А Ника Ратманова продолжает свой путь безо всякой уверенности. Твердо она уверена лишь в одном: двойка по физике ей сегодня обеспечена. Географичка может и не вызвать, это уж как получится, а вот с физикой – тут все железно. Нельзя сказать, что ее так уж страшит плохая оценка сама по себе (слава богу, уж кем-кем, а зубрилкой-пятерочницей она никогда не была), но дома будут разговоры на эту тему – приятного, конечно, мало. Хорошо хоть, успела написать сочинение, а то бы вообще полный завал…

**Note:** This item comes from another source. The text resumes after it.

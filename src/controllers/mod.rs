pub mod admin_controller;
pub mod notification_controller;
pub mod wallet_controller;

В уютном дворике, солнечно-тенистом от уже зазеленевшей сирени, она присаживается на скамью и достает из портфеля учебник. Перед смертью, говорят, не надышишься, но все же. «…Число дырок в кристалле равно числу атомов примеси. Такого рода примеси называются акцепторными (принимающими). При наличии электрического поля дырки перемещаются по полю и возникает дырочная проводимость. Полупроводники с преобладанием дырочной проводимости над электронной…» Нет, безнадежно. Ника захлопывает книгу, зажмуривается, пытаясь представить себе перемещающиеся по полю дырки, и зрелище это столь безотрадно, что ею овладевает еще горшее отвращение к физике. Как могла Светка выбрать себе такую специальность?
Спрятав учебник, она достает зеркальце и помаду, слегка подкрашивает губы – чуть-чуть, едва заметно – и сидит, со смешанным чувством зависти и жалости глядя на играющих, неподалеку малышей. Беззаботный возраст, но, с другой стороны, у них все еще впереди, да и не только это. В одной полупроводниковой технике сколько появится нового, пока эти несчастные доучатся до последних классов! «Мы были как вы, вы будете как мы». Если не хуже.

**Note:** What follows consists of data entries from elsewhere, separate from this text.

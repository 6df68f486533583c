use axum::{
    extract::rejection::{JsonRejection, QueryRejection},
    http::StatusCode,
    response::{IntoResponse, Response},
    Json,
};
use serde::Serialize;
use serde_json::json;
use thiserror::Error;
use tracing::error;

use crate::models::{transaction::SettlementError, wallet::LedgerError};

/// Stable machine-readable error codes. Clients branch on these, never on
/// the human message.
#[derive(Debug, Clone, Copy, PartialEq, Eq, Serialize)]
#[serde(rename_all = "SCREAMING_SNAKE_CASE")]
pub enum ErrorCode {
    NotAuthorized,
    InvalidToken,
    TokenExpired,
    Forbidden,
    ValidationError,
    AmountBelowMinimum,
    InsufficientPendingEarnings,
    InsufficientBalance,
    WithdrawalNotFound,
    WithdrawalAlreadyProcessed,
    LendingFeeAlreadyCaptured,
    NotificationNotFound,
    InternalError,
}

#[derive(Error, Debug)]
pub enum AppError {
    #[error("Not authorized, no token")]
    MissingToken,

    #[error("Not authorized, invalid token")]
    InvalidToken,

    #[error("Not authorized, token expired")]
    TokenExpired,

    #[error("Admin access required")]
    Forbidden,

    #[error("{0}")]
    Validation(String),

    #[error("Minimum withdrawal amount is ₹{0}")]
    AmountBelowMinimum(rust_decimal::Decimal),

    #[error(transparent)]
    Ledger(#[from] LedgerError),

    #[error("Withdrawal request not found")]
    WithdrawalNotFound,

    #[error("Withdrawal request has already been {0}")]
    WithdrawalAlreadyProcessed(&'static str),

    #[error("Lending fee for borrow request {0} has already been captured")]
    LendingFeeAlreadyCaptured(String),

    #[error("Notification not found")]
    NotificationNotFound,

    #[error("Database error: {0}")]
    Database(#[from] sqlx::Error),

    #[error("Internal error: {0}")]
    Internal(String),
}

impl AppError {
    pub fn code(&self) -> ErrorCode {
        match self {
            AppError::MissingToken => ErrorCode::NotAuthorized,
            AppError::InvalidToken => ErrorCode::InvalidToken,
            AppError::TokenExpired => ErrorCode::TokenExpired,
            AppError::Forbidden => ErrorCode::Forbidden,
            AppError::Validation(_) => ErrorCode::ValidationError,
            AppError::AmountBelowMinimum(_) => ErrorCode::AmountBelowMinimum,
            AppError::Ledger(LedgerError::NonPositiveAmount | LedgerError::LimitExceeded) => {
                ErrorCode::ValidationError
            }
            AppError::Ledger(LedgerError::InsufficientPendingEarnings { .. }) => {
                ErrorCode::InsufficientPendingEarnings
            }
            AppError::Ledger(LedgerError::InsufficientBalance { .. }) => {
                ErrorCode::InsufficientBalance
            }
            AppError::WithdrawalNotFound => ErrorCode::WithdrawalNotFound,
            AppError::WithdrawalAlreadyProcessed(_) => ErrorCode::WithdrawalAlreadyProcessed,
            AppError::LendingFeeAlreadyCaptured(_) => ErrorCode::LendingFeeAlreadyCaptured,
            AppError::NotificationNotFound => ErrorCode::NotificationNotFound,
            AppError::Database(_) | AppError::Internal(_) => ErrorCode::InternalError,
        }
    }

    pub fn status(&self) -> StatusCode {
        match self {
            AppError::MissingToken | AppError::InvalidToken | AppError::TokenExpired => {
                StatusCode::UNAUTHORIZED
            }
            AppError::Forbidden => StatusCode::FORBIDDEN,
            AppError::Validation(_) | AppError::AmountBelowMinimum(_) | AppError::Ledger(_) => {
                StatusCode::BAD_REQUEST
            }
            AppError::WithdrawalNotFound | AppError::NotificationNotFound => StatusCode::NOT_FOUND,
            AppError::WithdrawalAlreadyProcessed(_) | AppError::LendingFeeAlreadyCaptured(_) => {
                StatusCode::CONFLICT
            }
            AppError::Database(_) | AppError::Internal(_) => StatusCode::INTERNAL_SERVER_ERROR,
        }
    }
}

impl From<SettlementError> for AppError {
    fn from(err: SettlementError) -> Self {
        match err {
            SettlementError::NotAWithdrawal => AppError::WithdrawalNotFound,
            SettlementError::AlreadyProcessed(status) => {
                AppError::WithdrawalAlreadyProcessed(status.as_str())
            }
            SettlementError::Ledger(err) => AppError::Ledger(err),
        }
    }
}

impl From<JsonRejection> for AppError {
    fn from(rejection: JsonRejection) -> Self {
        AppError::Validation(rejection.body_text())
    }
}

impl From<QueryRejection> for AppError {
    fn from(rejection: QueryRejection) -> Self {
        AppError::Validation(rejection.body_text())
    }
}

impl IntoResponse for AppError {
    fn into_response(self) -> Response {
        let status = self.status();

        let message = if status.is_server_error() {
            error!(error = %self, "request failed");
            "Internal server error".to_string()
        } else {
            self.to_string()
        };

        let body = json!({
            "success": false,
            "message": message,
            "code": self.code(),
        });

        (status, Json(body)).into_response()
    }
}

Время, однако, идет. К первому уроку она уже опоздала – неважно, явится прямо на физику, тоже неплохо. Но тогда еще рано, можно пока и погулять. Трудно поверить, что есть люди, которым не нравится Замоскворечье, которые предпочитают Арбат или даже какие-нибудь там Черемушки, Фили, Химки-Ховрино; строго говоря, это вообще уже не москвичи, это извращенцы. Настоящий москвич, считает Ника, не может не любить всю эту старину, уютную путаницу тупичков и переулков, двориков и садов, где летом так сладко пахнет липами… Ей вот самой никак не привыкнуть к Ленинскому проспекту, хотя и там, конечно, есть свои преимущества – можно, скажем, подойти к окну и увидеть, как едут из Внукова космонавты или какая-нибудь правительственная делегация. Но нет, все равно там неуютно – все слишком новое, и многоэтажное, и необжитое. А здесь – здесь сердце Москвы, здесь ты на каждом шагу чувствуешь, что идешь по городу, которому восемьсот лет…

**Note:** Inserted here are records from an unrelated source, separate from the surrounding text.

fn num(value: &Value) -> f64 {
    value
        .as_f64()
        .unwrap_or_else(|| panic!("expected a number, got {value}"))
}

fn assert_consistent(wallet: &Value) {
    let balance = num(&wallet["balance"]);
    let total = num(&wallet["totalEarnings"]);
    let withdrawn = num(&wallet["withdrawnAmount"]);
    let pending = num(&wallet["pendingEarnings"]);
    assert!((balance - (total - withdrawn)).abs() < 1e-9, "{wallet}");
    assert!(pending <= balance + 1e-9, "{wallet}");
}

// ---------------------------------------------------------------------------
// Auth
// ---------------------------------------------------------------------------

#[tokio::test]
async fn health_check_is_public() {
    let app = TestApp::new();
    let (status, body) = app.send(Method::GET, "/", None, None).await;
    assert_eq!(status, StatusCode::OK);
    assert_eq!(body["status"], "ok");
}

#[tokio::test]
async fn wallet_requires_a_token() {
    let app = TestApp::new();

    let (status, body) = app.send(Method::GET, "/api/wallet", None, None).await;
    assert_eq!(status, StatusCode::UNAUTHORIZED);
    assert_eq!(body["code"], "NOT_AUTHORIZED");
    assert_eq!(body["success"], false);

    let (status, body) = app
        .send(Method::GET, "/api/wallet", Some("not-a-jwt"), None)
        .await;
    assert_eq!(status, StatusCode::UNAUTHORIZED);
    assert_eq!(body["code"], "INVALID_TOKEN");

    let expired = issue_token(
        SECRET,
        Uuid::new_v4(),
        "old@example.in",
        "user",
        Duration::hours(-3),
    )
    .unwrap();
    let (status, body) = app
        .send(Method::GET, "/api/wallet", Some(&expired), None)
        .await;
    assert_eq!(status, StatusCode::UNAUTHORIZED);
    assert_eq!(body["code"], "TOKEN_EXPIRED");
}

#[tokio::test]
async fn admin_routes_reject_regular_users() {
    let app = TestApp::new();
    let (_, token) = new_user();

    let (status, body) = app
        .send(
            Method::GET,
            "/api/wallet/admin/platform-summary",
            Some(&token),
            None,
        )
        .await;
    assert_eq!(status, StatusCode::FORBIDDEN);
    assert_eq!(body["code"], "FORBIDDEN");
}

// ---------------------------------------------------------------------------
// Wallet queries
// ---------------------------------------------------------------------------

#[tokio::test]
async fn new_wallet_starts_empty_with_trailing_slash_too() {
    let app = TestApp::new();
    let (user_id, token) = new_user();

    let (status, body) = app
        .send(Method::GET, "/api/wallet/", Some(&token), None)
        .await;
    assert_eq!(status, StatusCode::OK);
    let wallet = &body["wallet"];
    assert_eq!(wallet["userId"], user_id.to_string());
    assert_eq!(num(&wallet["balance"]), 0.0);
    assert_eq!(wallet["canWithdraw"], false);
    assert_eq!(num(&wallet["minimumWithdrawal"]), 100.0);

    let (status, body) = app
        .send(Method::GET, "/api/wallet/transactions", Some(&token), None)
        .await;
    assert_eq!(status, StatusCode::OK);
    assert_eq!(body["transactions"], json!([]));
    assert_eq!(body["pagination"]["total"], 0);
}

#[tokio::test]
async fn can_withdraw_flips_at_one_hundred_rupees() {
    let app = TestApp::new();
    let (user_id, token) = new_user();

    for (amount, expected) in [(99.99, false), (0.01, true)] {
        let (status, body) = app
            .send(
                Method::POST,
                "/api/wallet/admin/adjust",
                Some(&app.admin),
                Some(json!({
                    "userId": user_id,
                    "type": "credit",
                    "amount": amount,
                    "reason": "Goodwill credit",
                })),
            )
            .await;
        assert_eq!(status, StatusCode::OK, "{body}");

        let wallet = app.wallet(&token).await;
        assert_eq!(wallet["canWithdraw"], expected, "{wallet}");
    }
}

#[tokio::test]
async fn transaction_history_is_paginated_newest_first() {
    let app = TestApp::new();
    let (user_id, token) = new_user();
    app.earn(user_id, 100.0).await;
    app.earn(user_id, 200.0).await;
    app.earn(user_id, 300.0).await;

    let (status, body) = app
        .send(
            Method::GET,
            "/api/wallet/transactions?limit=2",
            Some(&token),
            None,
        )
        .await;
    assert_eq!(status, StatusCode::OK);
    assert_eq!(body["pagination"]["total"], 3);
    let items = body["transactions"].as_array().unwrap();
    assert_eq!(items.len(), 2);
    assert_eq!(num(&items[0]["amount"]), 240.0);
    assert_eq!(items[0]["source"], "lending_fee");
    assert_eq!(items[0]["type"], "credit");
    assert_eq!(num(&items[0]["balanceAfter"]), 480.0);
}

// ---------------------------------------------------------------------------
// Withdrawal requests
// ---------------------------------------------------------------------------

#[tokio::test]
async fn invalid_withdrawals_write_nothing() {
    let app = TestApp::new();
    let (user_id, token) = new_user();
    app.earn(user_id, 1000.0).await;

    let (status, body) = app.withdraw(&token, 99.0).await;
    assert_eq!(status, StatusCode::BAD_REQUEST);
    assert_eq!(body["code"], "AMOUNT_BELOW_MINIMUM");

    let (status, body) = app
        .send(
            Method::POST,
            "/api/wallet/withdraw",
            Some(&token),
            Some(json!({ "amount": 150 })),
        )
        .await;
    assert_eq!(status, StatusCode::BAD_REQUEST);
    assert_eq!(body["code"], "VALIDATION_ERROR");

    let mut bad_ifsc = withdrawal_body(150.0);
    bad_ifsc["bankDetails"]["ifscCode"] = json!("HDFC123");
    let (status, body) = app
        .send(Method::POST, "/api/wallet/withdraw", Some(&token), Some(bad_ifsc))
        .await;
    assert_eq!(status, StatusCode::BAD_REQUEST);
    assert_eq!(body["message"], "Invalid IFSC code");

    let (status, body) = app.withdraw(&token, 900.0).await;
    assert_eq!(status, StatusCode::BAD_REQUEST);
    assert_eq!(body["code"], "INSUFFICIENT_PENDING_EARNINGS");

    let (_, body) = app
        .send(Method::GET, "/api/wallet/withdrawals", Some(&token), None)
        .await;
    assert_eq!(body["pagination"]["total"], 0);
}

#[tokio::test]
async fn approval_flow_updates_wallet_summary_and_notifications() {
    let app = TestApp::new();
    let (user_id, token) = new_user();

    // 312.50 less 20% commission leaves 250 for the owner.
    app.earn(user_id, 312.5).await;
    let wallet = app.wallet(&token).await;
    assert_eq!(num(&wallet["pendingEarnings"]), 250.0);
    assert_eq!(wallet["canWithdraw"], true);

    let before = app.summary().await;

    let (status, body) = app.withdraw(&token, 150.0).await;
    assert_eq!(status, StatusCode::CREATED, "{body}");
    let request = &body["withdrawal"];
    assert_eq!(request["metadata"]["status"], "pending");
    assert_eq!(request["source"], "withdrawal");
    let id = request["id"].as_str().unwrap().to_string();

    // Nothing moves until the admin approves.
    let wallet = app.wallet(&token).await;
    assert_eq!(num(&wallet["balance"]), 250.0);
    assert_eq!(num(&wallet["reservedForWithdrawal"]), 150.0);

    let (status, body) = app
        .send(
            Method::GET,
            "/api/wallet/admin/withdrawal-requests",
            Some(&app.admin),
            None,
        )
        .await;
    assert_eq!(status, StatusCode::OK);
    let pending = body["withdrawalRequests"].as_array().unwrap();
    assert_eq!(pending.len(), 1);
    assert_eq!(pending[0]["id"], id);

    let (status, body) = app.process(&id, "approve", "Verified via penny drop").await;
    assert_eq!(status, StatusCode::OK, "{body}");
    assert_eq!(body["withdrawal"]["metadata"]["status"], "approved");
    assert_eq!(
        body["withdrawal"]["metadata"]["adminNotes"],
        "Verified via penny drop"
    );
    assert!(body["withdrawal"]["metadata"]["approvedBy"].is_string());

    let wallet = app.wallet(&token).await;
    assert_eq!(num(&wallet["balance"]), 100.0);
    assert_eq!(num(&wallet["pendingEarnings"]), 100.0);
    assert_eq!(num(&wallet["withdrawnAmount"]), 150.0);
    assert_consistent(&wallet);

    let after = app.summary().await;
    assert_eq!(
        num(&after["approvedWithdrawalAmount"]) - num(&before["approvedWithdrawalAmount"]),
        150.0
    );
    assert_eq!(
        num(&after["totalWithdrawn"]) - num(&before["totalWithdrawn"]),
        150.0
    );
    assert_eq!(after["pendingWithdrawalCount"], 0);
    assert_eq!(num(&after["totalPlatformCommission"]), 62.5);

    let (status, body) = app
        .send(Method::GET, "/api/notifications", Some(&token), None)
        .await;
    assert_eq!(status, StatusCode::OK);
    let latest = &body["notifications"][0];
    assert_eq!(latest["kind"], "withdrawal_approved");
    assert_eq!(latest["transactionId"], id);
    assert_eq!(latest["read"], false);
}

#[tokio::test]
async fn second_approval_conflicts_and_changes_nothing() {
    let app = TestApp::new();
    let (user_id, token) = new_user();
    app.earn(user_id, 500.0).await;

    let (_, body) = app.withdraw(&token, 200.0).await;
    let id = body["withdrawal"]["id"].as_str().unwrap().to_string();

    let (status, _) = app.process(&id, "approve", "ok").await;
    assert_eq!(status, StatusCode::OK);
    let wallet_after_first = app.wallet(&token).await;

    let (status, body) = app.process(&id, "approve", "again").await;
    assert_eq!(status, StatusCode::CONFLICT);
    assert_eq!(body["code"], "WITHDRAWAL_ALREADY_PROCESSED");
    assert_eq!(body["message"], "Withdrawal request has already been approved");

    let (status, body) = app.process(&id, "reject", "too late").await;
    assert_eq!(status, StatusCode::CONFLICT);
    assert_eq!(body["code"], "WITHDRAWAL_ALREADY_PROCESSED");

    assert_eq!(app.wallet(&token).await, wallet_after_first);
}

#[tokio::test]
async fn rejection_never_touches_the_wallet() {
    let app = TestApp::new();
    let (user_id, token) = new_user();
    app.earn(user_id, 400.0).await;
    let before = app.wallet(&token).await;

    let (_, body) = app.withdraw(&token, 300.0).await;
    let id = body["withdrawal"]["id"].as_str().unwrap().to_string();

    let (status, body) = app.process(&id, "reject", "Account name mismatch").await;
    assert_eq!(status, StatusCode::OK);
    assert_eq!(body["withdrawal"]["metadata"]["status"], "rejected");
    assert!(body["withdrawal"]["metadata"]["rejectedBy"].is_string());

    let after = app.wallet(&token).await;
    assert_eq!(after["balance"], before["balance"]);
    assert_eq!(after["pendingEarnings"], before["pendingEarnings"]);
    assert_eq!(after["withdrawnAmount"], before["withdrawnAmount"]);
    assert_eq!(num(&after["reservedForWithdrawal"]), 0.0);

    let (_, body) = app
        .send(
            Method::GET,
            "/api/notifications?unreadOnly=true",
            Some(&token),
            None,
        )
        .await;
    let latest = &body["notifications"][0];
    assert_eq!(latest["kind"], "withdrawal_rejected");
    assert!(latest["message"]
        .as_str()
        .unwrap()
        .contains("Account name mismatch"));
}

#[tokio::test]
async fn unknown_or_malformed_request_ids_are_not_found() {
    let app = TestApp::new();

    let (status, body) = app
        .process(&Uuid::new_v4().to_string(), "approve", "")
        .await;
    assert_eq!(status, StatusCode::NOT_FOUND);
    assert_eq!(body["code"], "WITHDRAWAL_NOT_FOUND");

    let (status, body) = app.process("not-an-id", "approve", "").await;
    assert_eq!(status, StatusCode::NOT_FOUND);
    assert_eq!(body["code"], "WITHDRAWAL_NOT_FOUND");
}

#[tokio::test]
async fn repeated_submission_with_same_key_is_deduplicated() {
    let app = TestApp::new();
    let (user_id, token) = new_user();
    app.earn(user_id, 1000.0).await;

    let headers = [("Idempotency-Key", "withdraw-42")];
    let (first_status, first) = app
        .send_with(
            Method::POST,
            "/api/wallet/withdraw",
            Some(&token),
            Some(withdrawal_body(150.0)),
            &headers,
        )
        .await;
    let (second_status, second) = app
        .send_with(
            Method::POST,
            "/api/wallet/withdraw",
            Some(&token),
            Some(withdrawal_body(150.0)),
            &headers,
        )
        .await;

    assert_eq!(first_status, StatusCode::CREATED);
    assert_eq!(second_status, StatusCode::OK);
    assert_eq!(first["withdrawal"]["id"], second["withdrawal"]["id"]);

    let (_, body) = app
        .send(Method::GET, "/api/wallet/withdrawals", Some(&token), None)
        .await;
    assert_eq!(body["pagination"]["total"], 1);
}

// ---------------------------------------------------------------------------
// Admin adjustments and fees
// ---------------------------------------------------------------------------

#[tokio::test]
async fn debit_adjustment_is_checked_server_side() {
    let app = TestApp::new();
    let (user_id, token) = new_user();
    app.earn(user_id, 100.0).await;

    let (status, body) = app
        .send(
            Method::POST,
            "/api/wallet/admin/adjust",
            Some(&app.admin),
            Some(json!({
                "userId": user_id,
                "type": "debit",
                "amount": 80.01,
                "reason": "Lost book penalty",
            })),
        )
        .await;
    assert_eq!(status, StatusCode::BAD_REQUEST);
    assert_eq!(body["code"], "INSUFFICIENT_BALANCE");

    let (status, body) = app
        .send(
            Method::POST,
            "/api/wallet/admin/adjust",
            Some(&app.admin),
            Some(json!({
                "userId": user_id,
                "type": "debit",
                "amount": 30,
                "reason": "Lost book penalty",
            })),
        )
        .await;
    assert_eq!(status, StatusCode::OK, "{body}");
    assert_eq!(body["transaction"]["source"], "penalty");
    assert_eq!(body["transaction"]["metadata"]["reason"], "Lost book penalty");

    let wallet = app.wallet(&token).await;
    assert_eq!(num(&wallet["balance"]), 50.0);
    assert_consistent(&wallet);
}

Добравшись до угла Лаврушинского переулка, где неожиданно и как-то инородно торчит унылая девятиэтажная громадина, Ника вдруг сворачивает налево, к галерее. «Вообще не пойду сегодня ни в какую школу, – решает она внезапно, – буду лучше сидеть и смотреть на “Троицу” – по методу Андрея». «Думаешь, ты что-нибудь поймешь с первого взгляда? – сказал он ей как-то. – Нужно сесть напротив и смотреть час, другой, третий, – только тогда начнешь понемногу понимать, что такое Рублев…»
Галерея, к сожалению, открывается только в десять. Ника проходит мимо, пытаясь решить, нравится ей Андрей Болховитинов или не нравится. В общем-то, конечно, из всех мальчишек в классе он самый интересный как человек, да, пожалуй, и внешне. Но что-то в нем есть… трудно даже определить, что именно, но это неопределимое ее отпугивает. Какая-то скрытая… одержимость, что ли, которая при случае может, наверное, обернуться и жестокостью. Хотя почему, казалось бы? Ван-Гог был одержим, и Микеланджело тоже, но разве их назовешь жестокими… А вот Андрей дал ей прочитать «Луну и грош» и сказал, что Стрикленд – это настоящий художник по характеру и что он очень хорошо его понимает. Ей же самой характер Стрикленда показался отвратительным. Неужели Гоген действительно был таким?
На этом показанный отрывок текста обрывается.